The fact that they were training in severe arctic conditions may make this an exceptional case. Fats are extremely important in cold weather conditions. The body absolutely needs them to maintain its temperature.
When I did some ski mountaineering, living in snow caves and igloos in the Rockies in January, we packed a lot of high-fat food (cheese, bacon, peanut butter etc) and we were told to constantly eat it, and to eat all of it. If you fried up some bacon, be sure to wipe up and consume the remaining grease with your bread or bagel.
At first, this sounded bizarre to me, who had bought what was then the conventional wisdom about the danger of fat and the superiority of carbs for physical performance. But personal experience quickly taught me that fat is a precious commodity in severely cold conditions.
If these SEALs were training at altitude, and they probably were, the relative lack of oxygen may also have played a role in how their bodies metabolizes nutrients. Or maybe not. I don’t know, but am throwing that out.
Incidentally, another thing that began to shake my belief in the superiority of low-fat diets for athletes was reading an article published in one of the old Soviet Weightlifting yearly almanacs (I think these are available in English translation from Sportivny Press, although I don’t know if this issue is; it was from the early 80s, I think).

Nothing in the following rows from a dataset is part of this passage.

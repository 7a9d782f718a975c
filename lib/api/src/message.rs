//! Translation of error response bodies into display text.
//!
//! Priority: a structured `errors` field (array, or object of field to
//! message), then a string `error`, then a string `message`, then
//! `HTTP <status>`.

use serde_json::Value;

/// Derives the message for a non-2xx response.
#[must_use]
pub fn error_message(status: u16, body: Option<&Value>) -> String {
    body.and_then(|b| {
        b.get("errors")
            .and_then(structured_errors)
            .or_else(|| b.get("error").and_then(non_empty_str))
            .or_else(|| b.get("message").and_then(non_empty_str))
    })
    .unwrap_or_else(|| format!("HTTP {status}"))
}

fn non_empty_str(value: &Value) -> Option<String> {
    value
        .as_str()
        .map(str::trim)
        .filter(|s| !s.is_empty())
        .map(str::to_string)
}

fn structured_errors(errors: &Value) -> Option<String> {
    let parts: Vec<String> = match errors {
        Value::Array(items) => items.iter().filter_map(item_text).collect(),
        Value::Object(fields) => fields
            .iter()
            .filter_map(|(field, v)| field_text(v).map(|m| format!("{field}: {m}")))
            .collect(),
        _ => return None,
    };
    (!parts.is_empty()).then(|| parts.join("; "))
}

fn item_text(item: &Value) -> Option<String> {
    match item {
        Value::String(_) => non_empty_str(item),
        Value::Object(obj) => obj
            .get("message")
            .or_else(|| obj.get("msg"))
            .and_then(non_empty_str)
            .or_else(|| Some(item.to_string())),
        Value::Null => None,
        other => Some(other.to_string()),
    }
}

fn field_text(value: &Value) -> Option<String> {
    match value {
        Value::Array(items) => {
            let msgs: Vec<String> = items.iter().filter_map(item_text).collect();
            (!msgs.is_empty()).then(|| msgs.join(", "))
        }
        other => item_text(other),
    }
}
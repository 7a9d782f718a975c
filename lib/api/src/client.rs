//! HTTP client for the clubhouse REST API.

use reqwest::header::ACCEPT;
use reqwest::{Method, StatusCode};
use serde::Serialize;
use serde::de::DeserializeOwned;
use serde_json::Value;
use std::sync::Arc;
use tracing::{debug, instrument, warn};

use crate::config::ApiConfig;
use crate::error::ApiError;
use crate::message::error_message;
use crate::token::TokenSlot;

/// Whether a request carries the bearer token.
#[derive(Debug, Clone, Copy, PartialEq, Eq)]
pub enum Access {
    /// Attach the current token, if one is set.
    Authenticated,
    /// Never attach a token (e.g. the login call itself).
    Public,
}

/// Token-aware JSON client.
///
/// Cloning is cheap; clones share the connection pool and the token slot.
#[derive(Debug, Clone)]
pub struct ApiClient {
    http: reqwest::Client,
    base_url: String,
    tokens: Arc<TokenSlot>,
}

impl ApiClient {
    /// Creates a client for the configured base URL.
    ///
    /// # Errors
    ///
    /// Returns an error if the underlying HTTP client cannot be built.
    pub fn new(config: &ApiConfig) -> Result<Self, ApiError> {
        let http = reqwest::Client::builder()
            .timeout(config.timeout())
            .user_agent(config.user_agent.clone())
            .build()
            .map_err(|e| ApiError::Client {
                reason: e.to_string(),
            })?;

        Ok(Self {
            http,
            base_url: config.base_url.trim_end_matches('/').to_string(),
            tokens: Arc::new(TokenSlot::new()),
        })
    }

    #[must_use]
    pub fn base_url(&self) -> &str {
        &self.base_url
    }

    /// Returns the shared token slot.
    #[must_use]
    pub fn tokens(&self) -> &Arc<TokenSlot> {
        &self.tokens
    }

    /// Returns the token currently attached to authenticated requests.
    pub async fn token(&self) -> Option<String> {
        self.tokens.token().await
    }

    /// Returns the current token generation.
    pub async fn generation(&self) -> u64 {
        self.tokens.generation().await
    }

    fn url(&self, path: &str) -> String {
        if path.starts_with('/') {
            format!("{}{}", self.base_url, path)
        } else {
            format!("{}/{}", self.base_url, path)
        }
    }

    /// Sends a request and returns the decoded JSON body.
    ///
    /// A 204 or an empty 2xx body yields `None`. Non-2xx responses become
    /// [`ApiError::Http`]; a 401 on a request that carried a token also
    /// removes that token from the slot.
    ///
    /// # Errors
    ///
    /// Returns [`ApiError::Unreachable`] on transport failure,
    /// [`ApiError::Http`] on non-2xx status and [`ApiError::Decode`] if a
    /// 2xx body is not JSON.
    #[instrument(skip(self, query, body))]
    pub async fn send(
        &self,
        method: Method,
        path: &str,
        query: &[(&str, &str)],
        body: Option<&Value>,
        access: Access,
    ) -> Result<Option<Value>, ApiError> {
        let url = self.url(path);
        let (token, generation) = match access {
            Access::Authenticated => self.tokens.current().await,
            Access::Public => (None, 0),
        };

        let mut request = self
            .http
            .request(method, &url)
            .header(ACCEPT, "application/json");
        if !query.is_empty() {
            request = request.query(query);
        }
        if let Some(token) = &token {
            request = request.bearer_auth(token);
        }
        if let Some(body) = body {
            request = request.json(body);
        }

        let response = request.send().await.map_err(|e| {
            if e.is_builder() {
                return ApiError::Client {
                    reason: e.to_string(),
                };
            }
            warn!(url = %url, error = %e, "request did not reach the server");
            ApiError::Unreachable {
                url: url.clone(),
                reason: e.to_string(),
            }
        })?;

        let status = response.status();
        let bytes = response.bytes().await.map_err(|e| ApiError::Unreachable {
            url: url.clone(),
            reason: e.to_string(),
        })?;

        debug!(status = status.as_u16(), len = bytes.len(), "response received");

        if status.is_success() {
            if status == StatusCode::NO_CONTENT || bytes.iter().all(u8::is_ascii_whitespace) {
                return Ok(None);
            }
            return serde_json::from_slice(&bytes)
                .map(Some)
                .map_err(|e| ApiError::Decode {
                    url,
                    reason: e.to_string(),
                });
        }

        let error_body: Option<Value> = serde_json::from_slice(&bytes).ok();
        let message = error_message(status.as_u16(), error_body.as_ref());

        if status == StatusCode::UNAUTHORIZED
            && token.is_some()
            && self.tokens.revoke(generation).await
        {
            warn!(url = %url, "server rejected the bearer token; token cleared");
        }

        Err(ApiError::Http {
            status: status.as_u16(),
            message,
        })
    }

    async fn send_typed<T: DeserializeOwned>(
        &self,
        method: Method,
        path: &str,
        query: &[(&str, &str)],
        body: Option<&Value>,
    ) -> Result<T, ApiError> {
        let value = self
            .send(method, path, query, body, Access::Authenticated)
            .await?;
        serde_json::from_value(value.unwrap_or(Value::Null)).map_err(|e| ApiError::Decode {
            url: self.url(path),
            reason: e.to_string(),
        })
    }

    fn encode<B: Serialize + ?Sized>(body: &B) -> Result<Value, ApiError> {
        serde_json::to_value(body).map_err(|e| ApiError::Encode {
            reason: e.to_string(),
        })
    }

    /// Authenticated GET.
    pub async fn get<T: DeserializeOwned>(&self, path: &str) -> Result<T, ApiError> {
        self.send_typed(Method::GET, path, &[], None).await
    }

    /// Authenticated GET with query parameters.
    pub async fn get_with_query<T: DeserializeOwned>(
        &self,
        path: &str,
        query: &[(&str, &str)],
    ) -> Result<T, ApiError> {
        self.send_typed(Method::GET, path, query, None).await
    }

    /// Authenticated POST with a JSON body.
    pub async fn post<B, T>(&self, path: &str, body: &B) -> Result<T, ApiError>
    where
        B: Serialize + ?Sized,
        T: DeserializeOwned,
    {
        let body = Self::encode(body)?;
        self.send_typed(Method::POST, path, &[], Some(&body)).await
    }

    /// Authenticated PUT with a JSON body.
    pub async fn put<B, T>(&self, path: &str, body: &B) -> Result<T, ApiError>
    where
        B: Serialize + ?Sized,
        T: DeserializeOwned,
    {
        let body = Self::encode(body)?;
        self.send_typed(Method::PUT, path, &[], Some(&body)).await
    }

    /// Authenticated DELETE. Any response body is ignored.
    pub async fn delete(&self, path: &str) -> Result<(), ApiError> {
        self.send(Method::DELETE, path, &[], None, Access::Authenticated)
            .await
            .map(|_| ())
    }

    /// POST without the bearer token. Used for the login call.
    pub async fn post_public<B: Serialize + ?Sized>(
        &self,
        path: &str,
        body: &B,
    ) -> Result<Option<Value>, ApiError> {
        let body = Self::encode(body)?;
        self.send(Method::POST, path, &[], Some(&body), Access::Public)
            .await
    }
}

#[cfg(test)]
mod tests {
    use super::*;
    use clubhouse_core::UNREACHABLE_MESSAGE;
    use serde_json::json;
    use wiremock::matchers::{body_json, header, method, path, query_param};
    use wiremock::{Mock, MockServer, Request, ResponseTemplate};

    fn client_for(server: &MockServer) -> ApiClient {
        ApiClient::new(&ApiConfig::new(server.uri())).expect("client")
    }

    #[tokio::test]
    async fn attaches_bearer_token_when_set() {
        let server = MockServer::start().await;
        Mock::given(method("GET"))
            .and(path("/members"))
            .and(header("authorization", "Bearer tok1"))
            .respond_with(ResponseTemplate::new(200).set_body_json(json!([{"id": 1}])))
            .expect(1)
            .mount(&server)
            .await;

        let client = client_for(&server);
        client.tokens().install("tok1").await;
        let members: Value = client.get("/members").await.expect("get");
        assert_eq!(members, json!([{"id": 1}]));
    }

    #[tokio::test]
    async fn omits_authorization_without_token() {
        let server = MockServer::start().await;
        Mock::given(method("GET"))
            .and(path("/feed"))
            .respond_with(|req: &Request| {
                if req.headers.contains_key("authorization") {
                    ResponseTemplate::new(400)
                } else {
                    ResponseTemplate::new(200).set_body_json(json!([]))
                }
            })
            .mount(&server)
            .await;

        let client = client_for(&server);
        let feed: Value = client.get("/feed").await.expect("get");
        assert_eq!(feed, json!([]));
    }

    #[tokio::test]
    async fn public_requests_never_carry_token() {
        let server = MockServer::start().await;
        Mock::given(method("POST"))
            .and(path("/auth/login"))
            .and(body_json(json!({"email": "a@b.com"})))
            .respond_with(|req: &Request| {
                if req.headers.contains_key("authorization") {
                    ResponseTemplate::new(400)
                } else {
                    ResponseTemplate::new(200).set_body_json(json!({"ok": true}))
                }
            })
            .mount(&server)
            .await;

        let client = client_for(&server);
        client.tokens().install("old").await;
        let body = client
            .post_public("/auth/login", &json!({"email": "a@b.com"}))
            .await
            .expect("post");
        assert_eq!(body, Some(json!({"ok": true})));
    }

    #[tokio::test]
    async fn no_content_is_empty_success() {
        let server = MockServer::start().await;
        Mock::given(method("DELETE"))
            .and(path("/units/4"))
            .respond_with(ResponseTemplate::new(204))
            .mount(&server)
            .await;
        Mock::given(method("PUT"))
            .and(path("/units/4"))
            .respond_with(ResponseTemplate::new(204))
            .mount(&server)
            .await;

        let client = client_for(&server);
        client.delete("/units/4").await.expect("delete");
        let updated: Option<Value> = client
            .put("/units/4", &json!({"name": "Otters"}))
            .await
            .expect("put");
        assert_eq!(updated, None);
    }

    #[tokio::test]
    async fn query_parameters_are_sent() {
        let server = MockServer::start().await;
        Mock::given(method("GET"))
            .and(path("/events"))
            .and(query_param("unit_id", "3"))
            .respond_with(ResponseTemplate::new(200).set_body_json(json!([])))
            .expect(1)
            .mount(&server)
            .await;

        let client = client_for(&server);
        let _: Value = client
            .get_with_query("/events", &[("unit_id", "3")])
            .await
            .expect("get");
    }

    #[tokio::test]
    async fn error_body_becomes_message() {
        let server = MockServer::start().await;
        Mock::given(method("POST"))
            .and(path("/members"))
            .respond_with(
                ResponseTemplate::new(422)
                    .set_body_json(json!({"errors": {"email": "is invalid"}, "message": "x"})),
            )
            .mount(&server)
            .await;

        let client = client_for(&server);
        let err = client
            .post::<_, Value>("/members", &json!({"email": "nope"}))
            .await
            .expect_err("422");
        assert_eq!(
            err,
            ApiError::Http {
                status: 422,
                message: "email: is invalid".to_string()
            }
        );
    }

    #[tokio::test]
    async fn non_json_error_body_falls_back_to_status() {
        let server = MockServer::start().await;
        Mock::given(method("GET"))
            .and(path("/accounts"))
            .respond_with(ResponseTemplate::new(502).set_body_string("<html>bad gateway</html>"))
            .mount(&server)
            .await;

        let client = client_for(&server);
        let err = client.get::<Value>("/accounts").await.expect_err("502");
        assert_eq!(err.user_message(), "HTTP 502");
    }

    #[tokio::test]
    async fn unauthorized_clears_token() {
        let server = MockServer::start().await;
        Mock::given(method("GET"))
            .and(path("/members"))
            .respond_with(
                ResponseTemplate::new(401).set_body_json(json!({"error": "Token expired"})),
            )
            .mount(&server)
            .await;

        let client = client_for(&server);
        let generation = client.tokens().install("tok1").await;
        let err = client.get::<Value>("/members").await.expect_err("401");

        assert!(err.is_unauthorized());
        assert_eq!(err.user_message(), "Token expired");
        assert_eq!(client.token().await, None);
        assert!(client.generation().await > generation);
    }

    #[tokio::test]
    async fn forbidden_keeps_token() {
        let server = MockServer::start().await;
        Mock::given(method("GET"))
            .and(path("/finance"))
            .respond_with(ResponseTemplate::new(403))
            .mount(&server)
            .await;

        let client = client_for(&server);
        client.tokens().install("tok1").await;
        let err = client.get::<Value>("/finance").await.expect_err("403");
        assert_eq!(err.status(), Some(403));
        assert_eq!(client.token().await.as_deref(), Some("tok1"));
    }

    #[tokio::test]
    async fn unreachable_server_is_distinct() {
        // Port 1 is reserved and refuses connections.
        let client = ApiClient::new(&ApiConfig::new("http://127.0.0.1:1")).expect("client");
        let err = client.get::<Value>("/members").await.expect_err("unreachable");
        assert!(err.is_unreachable());
        assert_eq!(err.user_message(), UNREACHABLE_MESSAGE);
    }

    #[tokio::test]
    async fn invalid_json_success_body_is_decode_error() {
        let server = MockServer::start().await;
        Mock::given(method("GET"))
            .and(path("/units"))
            .respond_with(ResponseTemplate::new(200).set_body_string("not json"))
            .mount(&server)
            .await;

        let client = client_for(&server);
        let err = client.get::<Value>("/units").await.expect_err("decode");
        assert!(matches!(err, ApiError::Decode { .. }));
    }

    #[test]
    fn url_joining() {
        let client = ApiClient::new(&ApiConfig::new("http://api.example.org/v1/")).expect("client");
        assert_eq!(client.base_url(), "http://api.example.org/v1");
        assert_eq!(client.url("/members"), "http://api.example.org/v1/members");
        assert_eq!(client.url("members"), "http://api.example.org/v1/members");
    }
}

The article was an analysis of the diet of leading Soviet weightlifters. The amount of fat they consumed was around 40% of the total. At the time, again, that surprised me.
Not that the Soviets paid great attention to sports nutrition. This article was a rarity, and from what I saw with my own eyes athletes knew little and cared less about nutrition. But prior to major competitions they were provided with fresh meat, fish, vegetables, fruit etc. The basics, in other words. Or what used to be the basics - natural, fresh, unprocessed food.